Three years after the University of Michigan Law School began enforcing affirmative action in their admissions process, Michigan voters repealed its ruling. Instead, they opted for the Michigan Civil Rights Initiative, which prohibits the government from granting preferential treatment to any individual or group based on race, sex, color, ethnicity or national origin. Initiated after the Grutter v. Bollinger case in 2003, the policy allowed the school to consider race as a factor during the admissions process. In doing so, they hoped to increase campus diversity by giving admissions preference to minority students who otherwise might not have been accepted.
Since the ruling for the Michigan Civil Rights Initiative in 2006, nine other states have also chosen to ban affirmative action from the admissions process. As a result, African American enrollment at University of Michigan has decreased a staggering 30 percent.
Supporters of affirmative action argue that other groups such as veterans, athletes and even alumni’s children receive special consideration in the admissions process. If this is the case, why should it be illegal for minorities to have the same preferential treatment? Universities that are in support of affirmative action believe that it is difficult to ensure campus diversity if they do not know the race of their applicants.
The Schuette v. Coalition Supreme Court case began on October 7 to decide whether or not affirmative action is discriminatory or beneficial in the enrollment process. They will likely reference Romer v. Evans, which prohibited the government from singling out gay and lesbian applicants. However, Anthony Kennedy, who wrote the majority opinion of the Romer v.
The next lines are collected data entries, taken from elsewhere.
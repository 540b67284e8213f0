//! VeilApp struct definition and constructor.

use veil_common::VeilError;
use veil_config::VeilConfig;
use veil_renderer::{FrameClock, FrameRenderer, GpuContext};

use crate::gl_window::GlWindow;

/// Top-level application state.
///
/// Fields drop in declaration order: GL objects go before the context that
/// owns them.
pub struct VeilApp {
    pub(super) renderer: Option<FrameRenderer>,
    pub(super) gpu: Option<GpuContext>,
    pub(super) gl_window: Option<GlWindow>,

    pub(super) config: VeilConfig,
    pub(super) clock: FrameClock,

    // Fatal error that stopped the event loop, reported by `main`.
    pub(super) fatal: Option<VeilError>,
}

impl VeilApp {
    pub fn new(config: VeilConfig) -> Self {
        Self {
            renderer: None,
            gpu: None,
            gl_window: None,
            config,
            clock: FrameClock::new(),
            fatal: None,
        }
    }

    /// Error that ended the event loop, if any.
    pub fn take_fatal_error(&mut self) -> Option<VeilError> {
        self.fatal.take()
    }

    pub(super) fn request_redraw(&self) {
        if let Some(ref window) = self.gl_window {
            window.request_redraw();
        }
    }
}
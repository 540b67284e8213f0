//! Two-pass separable Gaussian blur.
//!
//! The horizontal pass samples the source image and writes the engine's own
//! intermediate image; the vertical pass samples that image and writes the
//! destination framebuffer. The masked variants restrict the result to the
//! left half of the target, either with half-width geometry or with a
//! stencil mask.

mod kernel;
mod settings;

#[cfg(test)]
mod tests;

pub use kernel::{gaussian_weights, BlurKernel, KernelTap, MAX_KERNEL_TAPS};
pub use settings::BlurConfiguration;

use tracing::{debug, info};
use veil_common::Size2D;
use veil_config::BlurMaskMode;

use crate::context::GpuContext;
use crate::error::{GlError, GlResult};
use crate::framebuffer::{ColorAttachment, Framebuffer};
use crate::gl::{Capability, ClearMask, CompareFunc, StencilOp, TextureFormat};
use crate::program::{ShaderProgram, ShaderSources, UniformKey};
use crate::shaders::{
    FULLSCREEN_QUAD_VERT, GAUSSIAN_BLUR_FRAG, HALF_SCREEN_QUAD_VERT, STENCIL_MASK_FRAG,
};
use crate::texture::{Renderbuffer, Texture};

const RENDER_TARGET_SIZE: UniformKey = UniformKey::new("uRenderTargetSize");
const KERNEL_WEIGHTS: UniformKey = UniformKey::new("uKernelWeights[0]");
const TEXTURE_OFFSETS: UniformKey = UniformKey::new("uTextureOffsets[0]");
const KERNEL_SIZE: UniformKey = UniformKey::new("uKernelSize");
const BLUR_DIRECTION: UniformKey = UniformKey::new("uBlurDirection");
const TEXTURE: UniformKey = UniformKey::new("uTexture");

/// Largest radius whose reduced kernel fits the shader's tap arrays.
const MAX_BLUR_RADIUS: u32 = 2 * (MAX_KERNEL_TAPS as u32 - 1);

const STENCIL_REFERENCE: i32 = 1;
const STENCIL_ALL_BITS: u32 = 0xFF;

/// Region of the destination the blur writes to.
#[derive(Debug, Clone, Copy, Default, PartialEq, Eq)]
pub enum BlurMask {
    /// Whole frame.
    None,
    /// Left half, by half-width geometry.
    #[default]
    Vertex,
    /// Left half, by stencil test.
    Stencil,
}

impl From<BlurMaskMode> for BlurMask {
    fn from(mode: BlurMaskMode) -> Self {
        match mode {
            BlurMaskMode::None => Self::None,
            BlurMaskMode::Vertex => Self::Vertex,
            BlurMaskMode::Stencil => Self::Stencil,
        }
    }
}

pub struct SeparableBlur {
    full_screen: ShaderProgram,
    half_screen: ShaderProgram,
    stencil_mask: ShaderProgram,
    framebuffer: Framebuffer,
    intermediate: Texture,
    depth_stencil: Renderbuffer,
    kernel: BlurKernel,
    requested: Option<BlurConfiguration>,
    recomputations: u32,
}

impl SeparableBlur {
    pub fn new(ctx: &mut GpuContext, size: Size2D) -> GlResult<Self> {
        let full_screen = ShaderProgram::new(
            ctx,
            ShaderSources::new(FULLSCREEN_QUAD_VERT, GAUSSIAN_BLUR_FRAG),
        )?;
        let half_screen = ShaderProgram::new(
            ctx,
            ShaderSources::new(HALF_SCREEN_QUAD_VERT, GAUSSIAN_BLUR_FRAG),
        )?;
        let stencil_mask = ShaderProgram::new(
            ctx,
            ShaderSources::new(HALF_SCREEN_QUAD_VERT, STENCIL_MASK_FRAG),
        )?;

        let mut framebuffer = Framebuffer::new(ctx, size)?;
        let intermediate = Texture::new_2d(ctx, TextureFormat::Rgba8, size)?;
        let depth_stencil = Renderbuffer::new_depth_stencil(ctx, size)?;
        framebuffer.attach_color_texture(&intermediate, 0, ColorAttachment::Automatic)?;
        framebuffer.attach_depth_stencil_renderbuffer(&depth_stencil)?;

        info!(%size, "blur engine ready");
        Ok(Self {
            full_screen,
            half_screen,
            stencil_mask,
            framebuffer,
            intermediate,
            depth_stencil,
            kernel: BlurKernel::default(),
            requested: None,
            recomputations: 0,
        })
    }

    pub fn size(&self) -> Size2D {
        self.framebuffer.size()
    }

    pub fn intermediate_framebuffer(&self) -> &Framebuffer {
        &self.framebuffer
    }

    pub fn intermediate_image(&self) -> &Texture {
        &self.intermediate
    }

    pub fn depth_stencil(&self) -> &Renderbuffer {
        &self.depth_stencil
    }

    /// Most recently computed kernel.
    pub fn kernel(&self) -> &BlurKernel {
        &self.kernel
    }

    /// How many times the kernel has been rebuilt.
    pub fn kernel_recomputations(&self) -> u32 {
        self.recomputations
    }

    /// Rebuild the kernel unless `config` equals the last request.
    pub fn compute_kernel(&mut self, config: &BlurConfiguration) -> GlResult<&BlurKernel> {
        if config.radius == 0 {
            return Err(GlError::InvalidArgument(
                "blur radius must be greater than 0".into(),
            ));
        }
        if !config.sigma.is_finite() || config.sigma <= 0.0 {
            return Err(GlError::InvalidArgument(format!(
                "blur sigma must be positive and finite, got {}",
                config.sigma
            )));
        }
        if config.radius > MAX_BLUR_RADIUS {
            return Err(GlError::InvalidArgument(format!(
                "blur radius {} needs more than {MAX_KERNEL_TAPS} taps, at most {MAX_BLUR_RADIUS} supported",
                config.radius
            )));
        }

        if self.requested.as_ref() != Some(config) {
            self.kernel = BlurKernel::build(config);
            self.requested = Some(*config);
            self.recomputations += 1;
            debug!(
                radius = config.radius,
                sigma = config.sigma,
                taps = self.kernel.len(),
                "computed blur kernel"
            );
        }
        Ok(&self.kernel)
    }

    /// Blur the whole of `image` into `destination`.
    pub fn blur(
        &mut self,
        ctx: &mut GpuContext,
        image: &Texture,
        destination: &Framebuffer,
        config: &BlurConfiguration,
    ) -> GlResult<()> {
        self.compute_kernel(config)?;
        self.run_passes(ctx, &self.full_screen, image, destination)
    }

    /// Blur only the left half, using half-width geometry.
    pub fn blur_with_vertex_mask(
        &mut self,
        ctx: &mut GpuContext,
        image: &Texture,
        destination: &Framebuffer,
        config: &BlurConfiguration,
    ) -> GlResult<()> {
        self.compute_kernel(config)?;
        ctx.disable(Capability::DepthTest);
        let result = self.run_passes(ctx, &self.half_screen, image, destination);
        ctx.enable(Capability::DepthTest);
        result
    }

    /// Blur only the left half, clipping full-screen passes with a stencil
    /// mask written into both framebuffers.
    pub fn blur_with_stencil_mask(
        &mut self,
        ctx: &mut GpuContext,
        image: &Texture,
        destination: &Framebuffer,
        config: &BlurConfiguration,
    ) -> GlResult<()> {
        self.compute_kernel(config)?;
        ctx.disable(Capability::DepthTest);
        ctx.enable(Capability::StencilTest);

        ctx.set_stencil_mask(STENCIL_ALL_BITS);
        ctx.set_stencil_func(CompareFunc::Always, STENCIL_REFERENCE, STENCIL_ALL_BITS);
        ctx.set_stencil_op(StencilOp::Keep, StencilOp::Keep, StencilOp::Replace);
        ctx.set_color_writes(false);
        self.stencil_mask.bind();
        for target in [&self.framebuffer, destination] {
            target.clear(ClearMask::STENCIL);
            ctx.draw_quad();
        }
        ctx.set_color_writes(true);

        ctx.set_stencil_func(CompareFunc::Equal, STENCIL_REFERENCE, STENCIL_ALL_BITS);
        ctx.set_stencil_mask(0x00);
        let result = self.run_passes(ctx, &self.full_screen, image, destination);

        ctx.set_stencil_mask(STENCIL_ALL_BITS);
        ctx.disable(Capability::StencilTest);
        ctx.enable(Capability::DepthTest);
        result
    }

    /// Dispatch on `mask`.
    pub fn apply(
        &mut self,
        ctx: &mut GpuContext,
        image: &Texture,
        destination: &Framebuffer,
        mask: BlurMask,
        config: &BlurConfiguration,
    ) -> GlResult<()> {
        match mask {
            BlurMask::None => self.blur(ctx, image, destination, config),
            BlurMask::Vertex => self.blur_with_vertex_mask(ctx, image, destination, config),
            BlurMask::Stencil => self.blur_with_stencil_mask(ctx, image, destination, config),
        }
    }

    fn run_passes(
        &self,
        ctx: &mut GpuContext,
        program: &ShaderProgram,
        image: &Texture,
        destination: &Framebuffer,
    ) -> GlResult<()> {
        let size = image.size();
        program.bind();
        program.set_uniform_vector2(
            RENDER_TARGET_SIZE,
            [size.width as f32, size.height as f32],
        )?;
        program.set_uniform_float_array(KERNEL_WEIGHTS, self.kernel.weights())?;
        program.set_uniform_float_array(TEXTURE_OFFSETS, self.kernel.offsets())?;
        program.set_uniform_integer(KERNEL_SIZE, self.kernel.len() as i32)?;

        program.set_uniform_vector2(BLUR_DIRECTION, [1.0, 0.0])?;
        program.with_sampler_scope(ctx.texture_units_mut(), |scope| {
            scope.set_texture(TEXTURE, image, None)
        })?;
        self.framebuffer.bind();
        ctx.draw_quad();

        program.set_uniform_vector2(BLUR_DIRECTION, [0.0, 1.0])?;
        program.with_sampler_scope(ctx.texture_units_mut(), |scope| {
            scope.set_texture(TEXTURE, &self.intermediate, None)
        })?;
        destination.bind();
        ctx.draw_quad();
        Ok(())
    }
}

impl std::fmt::Debug for SeparableBlur {
    fn fmt(&self, f: &mut std::fmt::Formatter<'_>) -> std::fmt::Result {
        f.debug_struct("SeparableBlur")
            .field("size", &self.size())
            .field("requested", &self.requested)
            .field("taps", &self.kernel.len())
            .finish()
    }
}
Evans case, says, “Romer was a law that was discriminating against gays and lesbians, whereas he sees [Schuette v. Coalition] as a law that simply guarantees racial equality.” Kennedy’s ability to distinguish the two cases will play a key role in the outcome.
University of Chicago constitutional law professor, Geoff Stone states Kennedy will need to prove that Michigan’s ballot initiative is different from Romer and is non-discriminatory. Legal experts expect Kennedy to take the more conservative route defending the Michigan Ballot initiative. However, experts say if justice splits 4-4, the lower court will overcome the ballot initiative.